The purpose of this article is to review what could be the advantages and challenges of Digital Green Certificates.
A viable option to come out of the Covid-19 tunnel is the establishment of The “Digital Green Certificate,” which will enable safe and free movement as we, hopefully, move towards the end of the pandemic.
The European Commission has issued a legal proposal to build a shared and coordinated (trust) framework for the verification and acceptance of health certificates to use throughout the long and tortuous vaccination process.
All EU member states are involved, including Iceland, Liechtenstein, Norway and Switzerland.
The Digital Green Certificate – How it works
A Digital Green Certificate is a document that proves that a person:
- a) has been vaccinated against Covid-19; or
- b) has tested negative in the last couple of days; or
- c) has already recovered from the infection.
The certificate needs to have this basic information to be valid, but no other information is necessary.
It can be shown on paper or a smartphone, and it must be written in both English and the language of the issuing State.
Several questions still need to be answered:
- How can we ensure that the right to free movement in the EU is not trampled?
- How can we guarantee the security of personal and confidential data. In other words, can we help individuals return to everyday life without compromising their freedom and privacy?
This is a typical scenario where the concept of Digital Identity comes into play, as opposed to Self-Sovereign Identity (SSI).
Digital Identity can be multiple and potentially owned by countless Identity providers (IDP) which can control and password protect it. Self-Sovereign Identity does not require any central authority and could be advantageous for several reasons.
Any citizen can create a unique identity by themselves by attaching an asset of information and providing verifiable credentials using Distributed ledger technology.
This identity is composed of a set of claims that other legitimated institutions make about a user.
At the same time, it’s the citizen who has complete control of the identity. They decide what to do with it and choose when to show their credentials to a third party.For instance, when traveling or to prove they are of the legal age to buy alcohol.

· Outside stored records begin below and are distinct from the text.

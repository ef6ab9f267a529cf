//! Pipeline configuration.
//!
//! Configuration is loaded from JSON with serde defaults for every field,
//! then optionally overridden from `INSIGHTFLOW_*` environment variables.

use crate::errors::ConfigError;
use serde::{Deserialize, Serialize};
use std::path::{Path, PathBuf};
use std::time::Duration;

/// Environment variable selecting the backend provider.
pub const ENV_BACKEND: &str = "INSIGHTFLOW_BACKEND";
/// Environment variable overriding the backend base URL.
pub const ENV_BASE_URL: &str = "INSIGHTFLOW_BASE_URL";
/// Environment variable overriding the model name.
pub const ENV_MODEL: &str = "INSIGHTFLOW_MODEL";
/// Environment variable carrying the API key.
pub const ENV_API_KEY: &str = "INSIGHTFLOW_API_KEY";
/// Fallback API key variable for Groq-hosted models.
pub const ENV_GROQ_API_KEY: &str = "GROQ_API_KEY";
/// Environment variable overriding the per-call agent timeout.
pub const ENV_AGENT_TIMEOUT: &str = "INSIGHTFLOW_AGENT_TIMEOUT_SECS";
/// Environment variable overriding the sandbox timeout.
pub const ENV_SANDBOX_TIMEOUT: &str = "INSIGHTFLOW_SANDBOX_TIMEOUT_SECS";
/// Environment variable overriding the output directory.
pub const ENV_OUTPUT_DIR: &str = "INSIGHTFLOW_OUTPUT_DIR";
/// Environment variable overriding the sandbox interpreter.
pub const ENV_INTERPRETER: &str = "INSIGHTFLOW_INTERPRETER";

/// Which completion backend to talk to.
#[derive(Debug, Clone, PartialEq, Eq, Serialize, Deserialize)]
#[serde(tag = "provider", rename_all = "snake_case")]
pub enum BackendConfig {
    /// A local Ollama server.
    Ollama {
        /// Server base URL.
        #[serde(default = "default_ollama_url")]
        base_url: String,
        /// Model name.
        #[serde(default = "default_ollama_model")]
        model: String,
    },
    /// Any OpenAI-compatible chat completions API.
    OpenaiCompatible {
        /// API base URL, without the `/chat/completions` suffix.
        #[serde(default = "default_openai_url")]
        base_url: String,
        /// Model name.
        #[serde(default = "default_openai_model")]
        model: String,
        /// Bearer token.
        #[serde(default, skip_serializing)]
        api_key: Option<String>,
    },
}

fn default_ollama_url() -> String {
    "http://localhost:11434".to_string()
}

fn default_ollama_model() -> String {
    "llama3".to_string()
}

fn default_openai_url() -> String {
    "https://api.groq.com/openai/v1".to_string()
}

fn default_openai_model() -> String {
    "llama-3.3-70b-versatile".to_string()
}

impl Default for BackendConfig {
    fn default() -> Self {
        Self::ollama()
    }
}

impl BackendConfig {
    /// A local Ollama backend with default URL and model.
    #[must_use]
    pub fn ollama() -> Self {
        Self::Ollama {
            base_url: default_ollama_url(),
            model: default_ollama_model(),
        }
    }

    /// An OpenAI-compatible backend with default URL and model.
    #[must_use]
    pub fn openai_compatible(api_key: Option<String>) -> Self {
        Self::OpenaiCompatible {
            base_url: default_openai_url(),
            model: default_openai_model(),
            api_key,
        }
    }

    /// Returns the provider tag.
    #[must_use]
    pub fn provider(&self) -> &'static str {
        match self {
            Self::Ollama { .. } => "ollama",
            Self::OpenaiCompatible { .. } => "openai_compatible",
        }
    }

    /// Returns the model name.
    #[must_use]
    pub fn model(&self) -> &str {
        match self {
            Self::Ollama { model, .. } | Self::OpenaiCompatible { model, .. } => model,
        }
    }

    /// Returns the base URL.
    #[must_use]
    pub fn base_url(&self) -> &str {
        match self {
            Self::Ollama { base_url, .. } | Self::OpenaiCompatible { base_url, .. } => base_url,
        }
    }

    /// Sets the model name.
    #[must_use]
    pub fn with_model(mut self, name: impl Into<String>) -> Self {
        match &mut self {
            Self::Ollama { model, .. } | Self::OpenaiCompatible { model, .. } => *model = name.into(),
        }
        self
    }

    /// Sets the base URL.
    #[must_use]
    pub fn with_base_url(mut self, url: impl Into<String>) -> Self {
        match &mut self {
            Self::Ollama { base_url, .. } | Self::OpenaiCompatible { base_url, .. } => {
                *base_url = url.into();
            }
        }
        self
    }
}

/// How synthesized code is executed.
#[derive(Debug, Clone, PartialEq, Eq, Serialize, Deserialize)]
pub struct SandboxConfig {
    /// Interpreter command.
    #[serde(default = "default_interpreter")]
    pub interpreter: String,
    /// Arguments placed before the script path.
    #[serde(default)]
    pub args: Vec<String>,
    /// File name the code is written to inside the working directory.
    #[serde(default = "default_script_name")]
    pub script_name: String,
    /// Wall-clock timeout in seconds.
    #[serde(default = "default_sandbox_timeout")]
    pub timeout_secs: u64,
    /// Extensions (without dot, lowercase) counted as artifacts.
    #[serde(default = "default_artifact_extensions")]
    pub artifact_extensions: Vec<String>,
    /// How long to wait for pipe readers after the child is reaped.
    #[serde(default = "default_reader_grace")]
    pub reader_grace_ms: u64,
}

fn default_interpreter() -> String {
    "python3".to_string()
}

fn default_script_name() -> String {
    "analysis.py".to_string()
}

fn default_sandbox_timeout() -> u64 {
    30
}

fn default_artifact_extensions() -> Vec<String> {
    ["png", "jpg", "jpeg", "gif", "svg", "pdf", "html", "csv", "json"]
        .iter()
        .map(|s| (*s).to_string())
        .collect()
}

fn default_reader_grace() -> u64 {
    500
}

impl Default for SandboxConfig {
    fn default() -> Self {
        Self {
            interpreter: default_interpreter(),
            args: Vec::new(),
            script_name: default_script_name(),
            timeout_secs: default_sandbox_timeout(),
            artifact_extensions: default_artifact_extensions(),
            reader_grace_ms: default_reader_grace(),
        }
    }
}

impl SandboxConfig {
    /// Creates a sandbox configuration with defaults.
    #[must_use]
    pub fn new() -> Self {
        Self::default()
    }

    /// Sets the interpreter and its leading arguments.
    #[must_use]
    pub fn with_interpreter(
        mut self,
        interpreter: impl Into<String>,
        args: impl IntoIterator<Item = impl Into<String>>,
    ) -> Self {
        self.interpreter = interpreter.into();
        self.args = args.into_iter().map(Into::into).collect();
        self
    }

    /// Sets the script file name.
    #[must_use]
    pub fn with_script_name(mut self, name: impl Into<String>) -> Self {
        self.script_name = name.into();
        self
    }

    /// Sets the timeout in seconds.
    #[must_use]
    pub fn with_timeout_secs(mut self, seconds: u64) -> Self {
        self.timeout_secs = seconds;
        self
    }

    /// Replaces the artifact extension set.
    #[must_use]
    pub fn with_artifact_extensions(mut self, exts: impl IntoIterator<Item = impl Into<String>>) -> Self {
        self.artifact_extensions = exts
            .into_iter()
            .map(|e| e.into().trim_start_matches('.').to_ascii_lowercase())
            .collect();
        self
    }

    /// Gets the timeout as a Duration.
    #[must_use]
    pub fn timeout(&self) -> Duration {
        Duration::from_secs(self.timeout_secs)
    }

    /// Gets the reader grace period as a Duration.
    #[must_use]
    pub fn reader_grace(&self) -> Duration {
        Duration::from_millis(self.reader_grace_ms)
    }

    /// Returns true if `path` has one of the artifact extensions.
    #[must_use]
    pub fn is_artifact(&self, path: &Path) -> bool {
        path.extension()
            .and_then(|e| e.to_str())
            .is_some_and(|ext| {
                self.artifact_extensions
                    .iter()
                    .any(|a| a.eq_ignore_ascii_case(ext))
            })
    }
}

/// Top-level configuration for a pipeline run.
#[derive(Debug, Clone, PartialEq, Eq, Serialize, Deserialize)]
pub struct PipelineConfig {
    /// Pipeline name used in logs and events.
    #[serde(default = "default_name")]
    pub name: String,
    /// Per-call agent timeout in seconds.
    #[serde(default = "default_agent_timeout")]
    pub agent_timeout_secs: u64,
    /// Root under which each run gets its own working directory.
    #[serde(default = "default_output_dir")]
    pub output_dir: PathBuf,
    /// Completion backend.
    #[serde(default)]
    pub backend: BackendConfig,
    /// Code execution settings.
    #[serde(default)]
    pub sandbox: SandboxConfig,
}

fn default_name() -> String {
    "insightflow".to_string()
}

fn default_agent_timeout() -> u64 {
    120
}

fn default_output_dir() -> PathBuf {
    PathBuf::from("outputs")
}

impl Default for PipelineConfig {
    fn default() -> Self {
        Self {
            name: default_name(),
            agent_timeout_secs: default_agent_timeout(),
            output_dir: default_output_dir(),
            backend: BackendConfig::default(),
            sandbox: SandboxConfig::default(),
        }
    }
}

impl PipelineConfig {
    /// Creates a configuration with defaults.
    #[must_use]
    pub fn new() -> Self {
        Self::default()
    }

    /// Parses a JSON document; missing fields take their defaults.
    ///
    /// # Errors
    ///
    /// Returns [`ConfigError::Parse`] if the document is malformed.
    pub fn from_json_str(json: &str) -> Result<Self, ConfigError> {
        serde_json::from_str(json).map_err(|e| ConfigError::Parse(e.to_string()))
    }

    /// Reads and parses a JSON file.
    ///
    /// # Errors
    ///
    /// Returns [`ConfigError::Read`] or [`ConfigError::Parse`].
    pub fn from_json_file(path: impl AsRef<Path>) -> Result<Self, ConfigError> {
        let path = path.as_ref();
        let json = std::fs::read_to_string(path).map_err(|source| ConfigError::Read {
            path: path.to_path_buf(),
            source,
        })?;
        Self::from_json_str(&json)
    }

    /// Builds a configuration from defaults plus environment overrides.
    ///
    /// # Errors
    ///
    /// Returns [`ConfigError::InvalidEnv`] for unparseable values.
    pub fn from_env() -> Result<Self, ConfigError> {
        Self::default().with_env_overrides()
    }

    /// Applies `INSIGHTFLOW_*` environment overrides.
    ///
    /// # Errors
    ///
    /// Returns [`ConfigError::InvalidEnv`] for unparseable values.
    pub fn with_env_overrides(self) -> Result<Self, ConfigError> {
        self.with_overrides_from(|key| std::env::var(key).ok())
    }

    /// Applies overrides read through `lookup`, keyed by environment variable name.
    ///
    /// # Errors
    ///
    /// Returns [`ConfigError::InvalidEnv`] for unparseable values.
    pub fn with_overrides_from<F>(mut self, lookup: F) -> Result<Self, ConfigError>
    where
        F: Fn(&str) -> Option<String>,
    {
        let api_key = lookup(ENV_API_KEY).or_else(|| lookup(ENV_GROQ_API_KEY));

        if let Some(provider) = lookup(ENV_BACKEND) {
            self.backend = match provider.trim().to_ascii_lowercase().as_str() {
                "ollama" => BackendConfig::ollama(),
                "openai" | "openai_compatible" | "groq" => BackendConfig::openai_compatible(None),
                _ => {
                    return Err(ConfigError::InvalidEnv {
                        key: ENV_BACKEND.to_string(),
                        value: provider,
                    })
                }
            };
        }
        if let BackendConfig::OpenaiCompatible { api_key: slot, .. } = &mut self.backend {
            if api_key.is_some() {
                *slot = api_key;
            }
        }
        if let Some(url) = lookup(ENV_BASE_URL) {
            self.backend = self.backend.with_base_url(url);
        }
        if let Some(model) = lookup(ENV_MODEL) {
            self.backend = self.backend.with_model(model);
        }
        if let Some(secs) = parse_secs(&lookup, ENV_AGENT_TIMEOUT)? {
            self.agent_timeout_secs = secs;
        }
        if let Some(secs) = parse_secs(&lookup, ENV_SANDBOX_TIMEOUT)? {
            self.sandbox.timeout_secs = secs;
        }
        if let Some(dir) = lookup(ENV_OUTPUT_DIR) {
            self.output_dir = PathBuf::from(dir);
        }
        if let Some(interpreter) = lookup(ENV_INTERPRETER) {
            self.sandbox.interpreter = interpreter;
        }

        Ok(self)
    }

    /// Sets the pipeline name.
    #[must_use]
    pub fn with_name(mut self, name: impl Into<String>) -> Self {
        self.name = name.into();
        self
    }

    /// Sets the agent timeout in seconds.
    #[must_use]
    pub fn with_agent_timeout_secs(mut self, seconds: u64) -> Self {
        self.agent_timeout_secs = seconds;
        self
    }

    /// Sets the output directory.
    #[must_use]
    pub fn with_output_dir(mut self, dir: impl Into<PathBuf>) -> Self {
        self.output_dir = dir.into();
        self
    }

    /// Sets the backend.
    #[must_use]
    pub fn with_backend(mut self, backend: BackendConfig) -> Self {
        self.backend = backend;
        self
    }

    /// Sets the sandbox configuration.
    #[must_use]
    pub fn with_sandbox(mut self, sandbox: SandboxConfig) -> Self {
        self.sandbox = sandbox;
        self
    }

    /// Gets the agent timeout as a Duration.
    #[must_use]
    pub fn agent_timeout(&self) -> Duration {
        Duration::from_secs(self.agent_timeout_secs)
    }

    /// Returns the working directory for a run.
    #[must_use]
    pub fn run_dir(&self, run_id: &str) -> PathBuf {
        self.output_dir.join(run_id)
    }
}

fn parse_secs<F>(lookup: &F, key: &str) -> Result<Option<u64>, ConfigError>
where
    F: Fn(&str) -> Option<String>,
{
    match lookup(key) {
        None => Ok(None),
        Some(value) => match value.trim().parse::<u64>() {
            Ok(secs) if secs > 0 => Ok(Some(secs)),
            _ => Err(ConfigError::InvalidEnv {
                key: key.to_string(),
                value,
            }),
        },
    }
}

The only information disclosed would be the person’s vaccination status, negative testing results, or recent recovery from the virus.
The main challenges for Tech companies and Israel’s experience.
The European Commission, on March 17, dictated only essential guidance for its Green Certificate to enable quarantine-free travel without specifying a particular app to support this process.
The Commission stated general rules for software developers, and that “it will build a gateway and help member states to develop a software for scan & check”,
To securely verify the certificate’s authenticity and validity, there will be a machine-readable QR code. This will allow the controller to access the user’s key data and digital signature.
This initiative has led to a global debate around privacy and ethical issues. Many European countries have raised concerns over privacy and social discrimination, so the success of the project will not be easy.
Israel’s experience, where a government’s “green pass” mobile app to access cinemas, theatres, hotels and gyms, has shown several security vulnerabilities within the app, did not encourage the other state members to follow the same path.
According to Orr Dunkelman, a computer science professor at the University of Haifa, the code was outdated. If an issue with the app was reported, the message would go to a personal email address of the employees of the Ministry of Health.
The challenges occurred because the app’s testing was too quick and the product was rushed to market.
Other systems, such as AOKpass and IBM’s Digital Health Pass, use firmer layers of Blockchain technology to address these problem.
Obviously, Self-Sovereign Identity can work only when there is the certainty that the entities which provide those claims can guarantee trustworthy, authentic details, and are actually allowed to release the information.
The mere adoption of a decentralised system does not necessarily guarantee that the information provided is reliable. This responsibility should be managed off-chain, requiring an agreement between all the bodies appointed to collect the data.